Start of Source information

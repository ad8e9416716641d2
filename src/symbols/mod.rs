//! Symbol tree projection.
//!
//! Projects the model into a navigable outline for the hosting editor. No
//! validation happens here: a document full of errors still gets a (partial)
//! tree, using the ranges stub entities preserved.

use serde::Serialize;

use crate::document::Range;
use crate::model::{DocumentModel, Step, Workflow};

/// Kind of an outline symbol, named after what the entity is rather than any
/// particular editor protocol.
#[derive(Debug, Clone, Copy, PartialEq, Eq, Serialize)]
#[serde(rename_all = "camelCase")]
pub enum SymbolKind {
    SourceDescription,
    Workflow,
    Step,
    Output,
    Components,
}

#[derive(Debug, Clone, Serialize)]
pub struct SymbolNode {
    pub name: String,
    /// Secondary text shown next to the name (operation reference, url, ...)
    pub detail: Option<String>,
    pub kind: SymbolKind,
    pub range: Range,
    pub children: Vec<SymbolNode>,
}

/// Build the symbol tree for a document model.
pub fn build_symbols(model: &DocumentModel) -> Vec<SymbolNode> {
    let mut symbols = Vec::new();

    for source in &model.source_descriptions {
        symbols.push(SymbolNode {
            name: source
                .name
                .as_ref()
                .map(|n| n.node.clone())
                .unwrap_or_else(|| "<source>".to_string()),
            detail: source.url.as_ref().map(|u| u.node.clone()),
            kind: SymbolKind::SourceDescription,
            range: source.range,
            children: Vec::new(),
        });
    }

    for workflow in &model.workflows {
        symbols.push(workflow_symbol(workflow));
    }

    if let Some(components) = &model.components {
        let count = components.inputs.len()
            + components.parameters.len()
            + components.success_actions.len()
            + components.failure_actions.len();
        symbols.push(SymbolNode {
            name: "components".to_string(),
            detail: Some(format!("{count} reusable objects")),
            kind: SymbolKind::Components,
            range: components.range,
            children: Vec::new(),
        });
    }

    symbols
}

fn workflow_symbol(workflow: &Workflow) -> SymbolNode {
    let mut children: Vec<SymbolNode> = workflow.steps.iter().map(step_symbol).collect();

    for output in &workflow.outputs {
        children.push(SymbolNode {
            name: output.name.node.clone(),
            detail: output
                .value
                .as_ref()
                .and_then(|v| v.node.as_str().map(str::to_string)),
            kind: SymbolKind::Output,
            range: output.range,
            children: Vec::new(),
        });
    }

    SymbolNode {
        name: workflow
            .id()
            .map(str::to_string)
            .unwrap_or_else(|| "<workflow>".to_string()),
        detail: workflow.summary.clone(),
        kind: SymbolKind::Workflow,
        range: workflow.range,
        children,
    }
}

fn step_symbol(step: &Step) -> SymbolNode {
    let detail = step
        .operation_id
        .as_ref()
        .map(|op| op.node.clone())
        .or_else(|| step.operation_path.as_ref().map(|op| op.node.clone()))
        .or_else(|| step.workflow_id.as_ref().map(|wf| format!("workflow {}", wf.node)));

    SymbolNode {
        name: step
            .id()
            .map(str::to_string)
            .unwrap_or_else(|| "<step>".to_string()),
        detail,
        kind: SymbolKind::Step,
        range: step.range,
        children: Vec::new(),
    }
}

#[cfg(test)]
mod tests {
    use super::*;
    use crate::document::from_json;
    use crate::model::builder;
    use serde_json::json;

    fn symbols_for(doc: serde_json::Value) -> Vec<SymbolNode> {
        let build = builder::build(&from_json(&doc));
        build_symbols(&build.model)
    }

    #[test]
    fn test_workflow_with_steps_and_outputs() {
        let symbols = symbols_for(json!({
            "sourceDescriptions": [{"name": "petstore", "url": "./petstore.yaml"}],
            "workflows": [{
                "workflowId": "buyPet",
                "steps": [
                    {"stepId": "loginStep", "operationId": "login"},
                    {"stepId": "getPetStep", "operationId": "getPet"}
                ],
                "outputs": {"available": "$steps.getPetStep.outputs.availability"}
            }]
        }));

        assert_eq!(symbols.len(), 2);
        assert_eq!(symbols[0].kind, SymbolKind::SourceDescription);
        assert_eq!(symbols[0].name, "petstore");

        let workflow = &symbols[1];
        assert_eq!(workflow.kind, SymbolKind::Workflow);
        assert_eq!(workflow.name, "buyPet");
        assert_eq!(workflow.children.len(), 3);
        assert_eq!(workflow.children[0].name, "loginStep");
        assert_eq!(workflow.children[0].detail.as_deref(), Some("login"));
        assert_eq!(workflow.children[2].kind, SymbolKind::Output);
        assert_eq!(workflow.children[2].name, "available");
    }

    #[test]
    fn test_broken_entities_still_project() {
        let symbols = symbols_for(json!({
            "workflows": [
                {"steps": [{"description": "no ids anywhere"}]},
                "not a workflow at all"
            ]
        }));

        assert_eq!(symbols.len(), 2);
        assert_eq!(symbols[0].name, "<workflow>");
        assert_eq!(symbols[0].children[0].name, "<step>");
        assert_eq!(symbols[1].name, "<workflow>");
        // The stub still points at its source range
        assert_ne!(symbols[1].range, symbols[0].range);
    }

    #[test]
    fn test_sub_workflow_step_detail() {
        let symbols = symbols_for(json!({
            "workflows": [{
                "workflowId": "outer",
                "steps": [{"stepId": "delegate", "workflowId": "inner"}]
            }]
        }));
        assert_eq!(
            symbols[0].children[0].detail.as_deref(),
            Some("workflow inner")
        );
    }
}
//! Ranged document tree.
//!
//! The model builder never talks to a concrete document parser. Input
//! arrives as a [`Node`] tree - a closed union of the four shapes any
//! YAML/JSON-like parser produces - with every node carrying the byte range
//! it was read from. Hosts with span-aware parsers construct these trees
//! directly; [`from_json`] is the reference adapter for hosts that only have
//! a `serde_json::Value`.

use serde::Serialize;
use thiserror::Error;

/// Byte range `[start, end)` into the source document.
#[derive(Debug, Clone, Copy, PartialEq, Eq, Default, Serialize)]
pub struct Range {
    pub start: usize,
    pub end: usize,
}

impl Range {
    pub fn new(start: usize, end: usize) -> Self {
        Self { start, end }
    }

    /// Create a range that covers both self and other
    pub fn merge(&self, other: &Range) -> Range {
        Range {
            start: self.start.min(other.start),
            end: self.end.max(other.end),
        }
    }
}

/// A value with the range it was read from.
#[derive(Debug, Clone, PartialEq, Eq, Serialize)]
pub struct Ranged<T> {
    pub node: T,
    pub range: Range,
}

impl<T> Ranged<T> {
    pub fn new(node: T, range: Range) -> Self {
        Self { node, range }
    }
}

/// Scalar payloads a document can carry.
#[derive(Debug, Clone, PartialEq, Serialize)]
#[serde(untagged)]
pub enum ScalarValue {
    Str(String),
    Int(i64),
    Float(f64),
    Bool(bool),
    Null,
}

impl ScalarValue {
    pub fn as_str(&self) -> Option<&str> {
        match self {
            ScalarValue::Str(s) => Some(s),
            _ => None,
        }
    }

    /// Integer view; floats with a zero fraction count.
    pub fn as_int(&self) -> Option<i64> {
        match self {
            ScalarValue::Int(i) => Some(*i),
            ScalarValue::Float(f) if f.fract() == 0.0 => Some(*f as i64),
            _ => None,
        }
    }

    pub fn as_number(&self) -> Option<f64> {
        match self {
            ScalarValue::Int(i) => Some(*i as f64),
            ScalarValue::Float(f) => Some(*f),
            _ => None,
        }
    }
}

/// One node of the parsed document.
///
/// This is a closed union: a map, a sequence, a scalar, or `Missing` - the
/// placeholder a lookup returns when a key is absent, carrying the range of
/// the enclosing node so diagnostics still have an anchor.
#[derive(Debug, Clone, PartialEq, Serialize)]
pub enum Node {
    Map {
        entries: Vec<(Ranged<String>, Node)>,
        range: Range,
    },
    Seq {
        items: Vec<Node>,
        range: Range,
    },
    Scalar {
        value: ScalarValue,
        range: Range,
    },
    Missing {
        range: Range,
    },
}

impl Node {
    pub fn is_map(&self) -> bool {
        matches!(self, Node::Map { .. })
    }

    pub fn is_seq(&self) -> bool {
        matches!(self, Node::Seq { .. })
    }

    pub fn is_scalar(&self) -> bool {
        matches!(self, Node::Scalar { .. })
    }

    pub fn is_missing(&self) -> bool {
        matches!(self, Node::Missing { .. })
    }

    pub fn range(&self) -> Range {
        match self {
            Node::Map { range, .. }
            | Node::Seq { range, .. }
            | Node::Scalar { range, .. }
            | Node::Missing { range } => *range,
        }
    }

    /// Look up a key in a map node.
    ///
    /// Returns `None` for absent keys and for non-map nodes; use [`Node::req`]
    /// when a `Missing` placeholder is the more useful answer.
    pub fn get(&self, key: &str) -> Option<&Node> {
        match self {
            Node::Map { entries, .. } => entries
                .iter()
                .find(|(k, _)| k.node == key)
                .map(|(_, v)| v),
            _ => None,
        }
    }

    /// Look up a key, falling back to a `Missing` node anchored at this
    /// node's range.
    pub fn req(&self, key: &str) -> Node {
        self.get(key)
            .cloned()
            .unwrap_or(Node::Missing { range: self.range() })
    }

    /// Items of a sequence node; empty for anything else.
    pub fn items(&self) -> &[Node] {
        match self {
            Node::Seq { items, .. } => items,
            _ => &[],
        }
    }

    /// Map entries; empty for anything else.
    pub fn entries(&self) -> &[(Ranged<String>, Node)] {
        match self {
            Node::Map { entries, .. } => entries,
            _ => &[],
        }
    }

    pub fn as_str(&self) -> Option<&str> {
        match self {
            Node::Scalar { value, .. } => value.as_str(),
            _ => None,
        }
    }

    pub fn as_scalar(&self) -> Option<&ScalarValue> {
        match self {
            Node::Scalar { value, .. } => Some(value),
            _ => None,
        }
    }

    /// Human-readable node kind for diagnostics.
    pub fn kind_name(&self) -> &'static str {
        match self {
            Node::Map { .. } => "mapping",
            Node::Seq { .. } => "sequence",
            Node::Scalar { .. } => "scalar",
            Node::Missing { .. } => "missing",
        }
    }

    /// Convert the subtree to a plain `serde_json::Value`, losing ranges.
    /// Used for opaque payloads (request bodies, input schemas).
    pub fn to_json(&self) -> serde_json::Value {
        match self {
            Node::Map { entries, .. } => serde_json::Value::Object(
                entries
                    .iter()
                    .map(|(k, v)| (k.node.clone(), v.to_json()))
                    .collect(),
            ),
            Node::Seq { items, .. } => {
                serde_json::Value::Array(items.iter().map(Node::to_json).collect())
            }
            Node::Scalar { value, .. } => match value {
                ScalarValue::Str(s) => serde_json::Value::String(s.clone()),
                ScalarValue::Int(i) => serde_json::Value::from(*i),
                ScalarValue::Float(f) => serde_json::Value::from(*f),
                ScalarValue::Bool(b) => serde_json::Value::Bool(*b),
                ScalarValue::Null => serde_json::Value::Null,
            },
            Node::Missing { .. } => serde_json::Value::Null,
        }
    }
}

/// Error loading a document through the JSON adapter.
#[derive(Debug, Error)]
pub enum DocumentError {
    #[error("invalid JSON document: {0}")]
    InvalidJson(#[from] serde_json::Error),
}

/// Convert a `serde_json::Value` into a [`Node`] tree.
///
/// `serde_json` carries no source spans, so ranges are synthesized in
/// depth-first order: every node's range strictly contains its children's.
/// The offsets are not byte positions in any real file, but they are stable,
/// distinct, and nest correctly, which is what diagnostics and tests need.
pub fn from_json(value: &serde_json::Value) -> Node {
    let mut counter = 0usize;
    convert_json(value, &mut counter)
}

/// Parse a JSON string and convert it, the CLI's input edge.
pub fn load_json(source: &str) -> Result<Node, DocumentError> {
    let value: serde_json::Value = serde_json::from_str(source)?;
    Ok(from_json(&value))
}

fn convert_json(value: &serde_json::Value, counter: &mut usize) -> Node {
    let start = bump(counter);
    match value {
        serde_json::Value::Object(map) => {
            let entries = map
                .iter()
                .map(|(k, v)| {
                    let key_pos = bump(counter);
                    let key = Ranged::new(k.clone(), Range::new(key_pos, key_pos + 1));
                    (key, convert_json(v, counter))
                })
                .collect();
            Node::Map {
                entries,
                range: Range::new(start, bump(counter)),
            }
        }
        serde_json::Value::Array(items) => {
            let items = items.iter().map(|v| convert_json(v, counter)).collect();
            Node::Seq {
                items,
                range: Range::new(start, bump(counter)),
            }
        }
        _ => {
            let value = match value {
                serde_json::Value::String(s) => ScalarValue::Str(s.clone()),
                serde_json::Value::Number(n) => {
                    if let Some(i) = n.as_i64() {
                        ScalarValue::Int(i)
                    } else {
                        ScalarValue::Float(n.as_f64().unwrap_or(f64::NAN))
                    }
                }
                serde_json::Value::Bool(b) => ScalarValue::Bool(*b),
                _ => ScalarValue::Null,
            };
            Node::Scalar {
                value,
                range: Range::new(start, start + 1),
            }
        }
    }
}

fn bump(counter: &mut usize) -> usize {
    let v = *counter;
    *counter += 1;
    v
}

#[cfg(test)]
mod tests {
    use super::*;
    use serde_json::json;

    #[test]
    fn test_get_and_items() {
        let node = from_json(&json!({"a": 1, "b": [true, null]}));
        assert!(node.is_map());
        assert_eq!(node.get("a").and_then(Node::as_scalar), Some(&ScalarValue::Int(1)));
        let b = node.get("b").unwrap();
        assert!(b.is_seq());
        assert_eq!(b.items().len(), 2);
        assert!(node.get("c").is_none());
        assert!(node.req("c").is_missing());
    }

    #[test]
    fn test_missing_carries_parent_range() {
        let node = from_json(&json!({"a": 1}));
        assert_eq!(node.req("zzz").range(), node.range());
    }

    #[test]
    fn test_synthetic_ranges_nest() {
        let node = from_json(&json!({"outer": {"inner": "x"}}));
        let outer = node.range();
        let inner = node.get("outer").unwrap().range();
        let leaf = node.get("outer").unwrap().get("inner").unwrap().range();
        assert!(outer.start < inner.start && inner.end <= outer.end);
        assert!(inner.start < leaf.start && leaf.end <= inner.end);
    }

    #[test]
    fn test_ranges_are_distinct() {
        let node = from_json(&json!({"a": "x", "b": "y"}));
        let a = node.get("a").unwrap().range();
        let b = node.get("b").unwrap().range();
        assert_ne!(a, b);
    }

    #[test]
    fn test_load_json_rejects_garbage() {
        assert!(load_json("{nope").is_err());
    }

    #[test]
    fn test_to_json_round_trips_shape() {
        let value = json!({"a": [1, {"b": false}], "c": "s"});
        let node = from_json(&value);
        assert_eq!(node.to_json(), value);
    }
}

End of Source information

§ **Your objective**
Above this instruction are the records; retype exactly the lines from the one containing "the source document." up to and including the one containing "have an anchor.".

§ **Response box**
/// Byte range `[start, end)` into the source document.
#[derive(Debug, Clone, Copy, PartialEq, Eq, Default, Serialize)]
pub struct Range {
    pub start: usize,
    pub end: usize,
}

impl Range {
    pub fn new(start: usize, end: usize) -> Self {
        Self { start, end }
    }

    /// Create a range that covers both self and other
    pub fn merge(&self, other: &Range) -> Range {
        Range {
            start: self.start.min(other.start),
            end: self.end.max(other.end),
        }
    }
}

/// A value with the range it was read from.
#[derive(Debug, Clone, PartialEq, Eq, Serialize)]
pub struct Ranged<T> {
    pub node: T,
    pub range: Range,
}

impl<T> Ranged<T> {
    pub fn new(node: T, range: Range) -> Self {
        Self { node, range }
    }
}

/// Scalar payloads a document can carry.
#[derive(Debug, Clone, PartialEq, Serialize)]
#[serde(untagged)]
pub enum ScalarValue {
    Str(String),
    Int(i64),
    Float(f64),
    Bool(bool),
    Null,
}

impl ScalarValue {
    pub fn as_str(&self) -> Option<&str> {
        match self {
            ScalarValue::Str(s) => Some(s),
            _ => None,
        }
    }

    /// Integer view; floats with a zero fraction count.
    pub fn as_int(&self) -> Option<i64> {
        match self {
            ScalarValue::Int(i) => Some(*i),
            ScalarValue::Float(f) if f.fract() == 0.0 => Some(*f as i64),
            _ => None,
        }
    }

    pub fn as_number(&self) -> Option<f64> {
        match self {
            ScalarValue::Int(i) => Some(*i as f64),
            ScalarValue::Float(f) => Some(*f),
            _ => None,
        }
    }
}

/// One node of the parsed document.
///
/// This is a closed union: a map, a sequence, a scalar, or `Missing` - the
/// placeholder a lookup returns when a key is absent, carrying the range of
/// the enclosing node so diagnostics still have an anchor.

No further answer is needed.